Unter dem Stichwort Asset Liability Management zirkuliert in der Assekuranz ein Thema mit zunehmend großer Bedeutung. Dass es sich dabei mehr um eine Notwendigkeit als eine Modeerscheinung handelt wird deutlich, wenn man die Betrachtung auf das Markt- und Regulierungsumfeld der deutschen Versicherungswirtschat richtet. Allein im Jahr 2007 steht die Branche vor der Aufgabe, sechs Gesetzesänderungen umzusetzen. So hat die Novelle des Versicherungsvertragsgesetztes mit der Neubehandlung stiller Reserven noch nicht gänzlich zu übersehende Implikationen für die Kapitalanlage in der Lebensversicherung. Dazu stehen viele Versicherer vor der Herausforderung sich internationaler Rechnungslegungsstandards anzupassen und gleichzeitig den zu erwartenden Anforderungen im Rahmen der Solvency-II-Einführung gerecht zu werden.
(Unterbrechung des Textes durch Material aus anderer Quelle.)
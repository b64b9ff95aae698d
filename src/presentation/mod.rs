// Presentation layer - HTTP commands over the catalog controller
pub mod commands;
pub mod errors;
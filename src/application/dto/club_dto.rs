use serde::{Deserialize, Serialize};

use crate::application::dto::entity_form::{EntityForm, overwrite_text};
use crate::domain::models::club::Club;

/// Club form payload
#[derive(Debug, Clone, Default, Serialize, Deserialize)]
#[serde(default, rename_all = "camelCase")]
pub struct ClubForm {
    pub name: Option<String>,
    pub president: Option<String>,
    pub coach: Option<String>,
}

impl EntityForm for ClubForm {
    type Entity = Club;

    fn into_entity(self) -> Club {
        self.apply_to(&Club::default())
    }

    fn apply_to(self, existing: &Club) -> Club {
        let mut club = existing.clone();
        overwrite_text(&mut club.name, self.name);
        overwrite_text(&mut club.president, self.president);
        overwrite_text(&mut club.coach, self.coach);
        club
    }
}
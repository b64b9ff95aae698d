use std::collections::BTreeMap;
use std::sync::Arc;

use axum::Json;
use axum::extract::State;
use serde::{Deserialize, Serialize};

use crate::app::AppState;
use crate::application::dto::catalog_dto::CatalogViewDto;
use crate::application::services::catalog_service::OperationPhase;
use crate::domain::models::entity::EntityKind;
use crate::domain::models::notification::Notification;
use crate::presentation::commands::helpers::log_command;

#[derive(Debug, Deserialize)]
pub struct SelectTabRequest {
    pub tab: EntityKind,
}

#[derive(Debug, Serialize, Deserialize)]
pub struct UploadStatusDto {
    pub percent: u8,
    pub phase: OperationPhase,
}

pub async fn get_catalog(State(state): State<Arc<AppState>>) -> Json<CatalogViewDto> {
    log_command("get_catalog");

    Json(state.catalog_controller.view().await)
}

pub async fn reload_catalog(State(state): State<Arc<AppState>>) -> Json<CatalogViewDto> {
    log_command("reload_catalog");

    state.catalog_controller.load_all().await;
    Json(state.catalog_controller.view().await)
}

pub async fn select_tab(
    State(state): State<Arc<AppState>>,
    Json(request): Json<SelectTabRequest>,
) -> Json<CatalogViewDto> {
    log_command(format!("select_tab {}", request.tab));

    state.catalog_controller.select_tab(request.tab).await;
    Json(state.catalog_controller.view().await)
}

pub async fn get_upload_progress(
    State(state): State<Arc<AppState>>,
) -> Json<BTreeMap<EntityKind, UploadStatusDto>> {
    let controller = &state.catalog_controller;
    Json(
        EntityKind::ALL
            .into_iter()
            .map(|kind| {
                (
                    kind,
                    UploadStatusDto {
                        percent: controller.upload_progress(kind),
                        phase: controller.phase(kind),
                    },
                )
            })
            .collect(),
    )
}

pub async fn drain_notifications(State(state): State<Arc<AppState>>) -> Json<Vec<Notification>> {
    Json(state.notification_service.drain())
}
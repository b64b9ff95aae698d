use std::sync::Arc;

use crate::application::errors::ApplicationError;
use crate::domain::models::entity::EntityKind;
use crate::domain::models::image::ImageFile;
use crate::domain::models::upload::{ProgressCallback, UploadProgress};
use crate::domain::repositories::object_storage_repository::ObjectStorageRepository;
use crate::infrastructure::logging::logger;

/// Uploads form images and resolves their public URLs
pub struct UploadService {
    storage: Arc<dyn ObjectStorageRepository>,
    max_image_bytes: usize,
}

impl UploadService {
    pub fn new(storage: Arc<dyn ObjectStorageRepository>, max_image_bytes: usize) -> Self {
        Self {
            storage,
            max_image_bytes,
        }
    }

    /// Pre-upload checks, run before any I/O
    pub fn validate_image(&self, image: &ImageFile) -> Result<(), ApplicationError> {
        image.validate(self.max_image_bytes).map_err(Into::into)
    }

    /// Storage key for an image: `<prefix>/<millis>-<file name>`
    pub fn object_path(kind: EntityKind, file_name: &str, timestamp_millis: i64) -> String {
        format!(
            "{}/{}-{}",
            kind.storage_prefix(),
            timestamp_millis,
            sanitize_file_name(file_name)
        )
    }

    /// Upload the image and return its public URL.
    ///
    /// `on_percent` receives 0..=100 as the transfer advances. Any transport
    /// failure is reported once as `UploadFailed`; nothing is retried.
    pub async fn upload_image<F>(
        &self,
        kind: EntityKind,
        image: &ImageFile,
        on_percent: F,
    ) -> Result<String, ApplicationError>
    where
        F: Fn(u8) + Send + Sync + 'static,
    {
        self.validate_image(image)?;

        let path = Self::object_path(kind, &image.file_name, chrono::Utc::now().timestamp_millis());
        logger::debug(&format!(
            "UploadService: Uploading {} bytes to {}",
            image.len(),
            path
        ));

        let on_percent = Arc::new(on_percent);
        let reporter = Arc::clone(&on_percent);
        let callback: ProgressCallback =
            Arc::new(move |progress: UploadProgress| (*reporter)(progress.percent()));

        (*on_percent)(0);
        if let Err(error) = self
            .storage
            .upload_object(&path, image.bytes.clone(), &image.content_type(), callback)
            .await
        {
            (*on_percent)(0);
            logger::warn(&format!("Upload of {} failed: {}", path, error));
            return Err(ApplicationError::UploadFailed(error.to_string()));
        }
        (*on_percent)(100);

        self.storage.public_url(&path).await.map_err(|error| {
            logger::warn(&format!("Failed to resolve public URL for {}: {}", path, error));
            ApplicationError::UploadFailed(error.to_string())
        })
    }
}

fn sanitize_file_name(name: &str) -> String {
    let sanitized = name
        .chars()
        .map(|character| match character {
            '/' | '\\' | ':' | '*' | '?' | '"' | '<' | '>' | '|' | '#' => '_',
            control if control.is_control() => '_',
            other => other,
        })
        .collect::<String>();
    let sanitized = sanitized.trim().trim_end_matches(['.', ' ']).to_string();

    if sanitized.is_empty() {
        "image".to_string()
    } else {
        sanitized
    }
}

#[cfg(test)]
mod tests {
    use std::sync::Mutex;

    use super::*;
    use crate::application::services::test_support::RecordingObjectStorage;
    use crate::domain::models::image::minimal_png;

    #[test]
    fn object_path_is_namespaced_and_timestamped() {
        assert_eq!(
            UploadService::object_path(EntityKind::Clubs, "crest.png", 1_700_000_000_000),
            "clubs/1700000000000-crest.png"
        );
        assert_eq!(
            UploadService::object_path(EntityKind::Players, "../evil/pic.png", 5),
            "players/5-.._evil_pic.png"
        );
        assert_eq!(UploadService::object_path(EntityKind::Trophies, " .. ", 1), "trophies/1-image");
    }

    #[tokio::test]
    async fn upload_reports_progress_and_returns_public_url() {
        let storage = Arc::new(RecordingObjectStorage::new());
        let service = UploadService::new(storage.clone(), 1024 * 1024);
        let seen = Arc::new(Mutex::new(Vec::new()));
        let sink = seen.clone();

        let url = service
            .upload_image(
                EntityKind::Trophies,
                &ImageFile::new("cup.png", minimal_png()),
                move |percent| sink.lock().unwrap().push(percent),
            )
            .await
            .expect("upload should succeed");

        let uploaded = storage.uploaded_paths();
        assert_eq!(uploaded.len(), 1);
        assert!(uploaded[0].starts_with("trophies/"));
        assert!(uploaded[0].ends_with("-cup.png"));
        assert_eq!(url, format!("https://storage.test/{}", uploaded[0]));

        let seen = seen.lock().unwrap();
        assert_eq!(seen.first(), Some(&0));
        assert!(seen.iter().any(|percent| *percent > 0 && *percent < 100));
        assert_eq!(seen.last(), Some(&100));
    }

    #[tokio::test]
    async fn transport_failure_becomes_upload_failed() {
        let storage = Arc::new(RecordingObjectStorage::failing());
        let service = UploadService::new(storage, 1024 * 1024);

        let result = service
            .upload_image(
                EntityKind::Players,
                &ImageFile::new("ada.png", minimal_png()),
                |_| {},
            )
            .await;

        assert!(matches!(result, Err(ApplicationError::UploadFailed(_))));
    }

    #[tokio::test]
    async fn invalid_image_never_reaches_storage() {
        let storage = Arc::new(RecordingObjectStorage::new());
        let service = UploadService::new(storage.clone(), 1024 * 1024);

        let result = service
            .upload_image(
                EntityKind::Players,
                &ImageFile::new("ada.png", b"not an image".to_vec()),
                |_| {},
            )
            .await;

        assert!(matches!(result, Err(ApplicationError::ValidationError(_))));
        assert_eq!(storage.upload_count(), 0);
    }
}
Neben den Herausforderungen eines sich verändernden regulatorischen Rahmens hat die Kapitalmarktentwicklung der vergangenen Jahre die Notwendigkeit einer integrierten Kapitalanlagestrategie notwendig gemacht. Die außergewöhnlich lange Niedrigzinsphase, bei der gleichzeitigen Notwendigkeit gegebene Zinsgarantien zu erwirtschaften, hat gegen Ende der 90er Jahre zu einer Erhöhung der Aktienquoten in den Portfolios der Lebensversicherer geführt. Die in der Folge eingebrochen Aktienmärkte verursachte dann einige bilanzielle Schieflagen in der Branche.

Das aktive und integrierte Management der Bilanzstruktur darf zwar nicht als Allheilmittel betrachtet werden. Asset Liability Management kann jedoch dann als ein Instrument verstanden werden, den beschriebenen Herausforderungen zu begegnen, wenn es als integraler Bestandteil des Risikomanagements eines Versicherers eingesetzt wird.

Mehr zum Thema: Center for Asset Liability Management (CALM)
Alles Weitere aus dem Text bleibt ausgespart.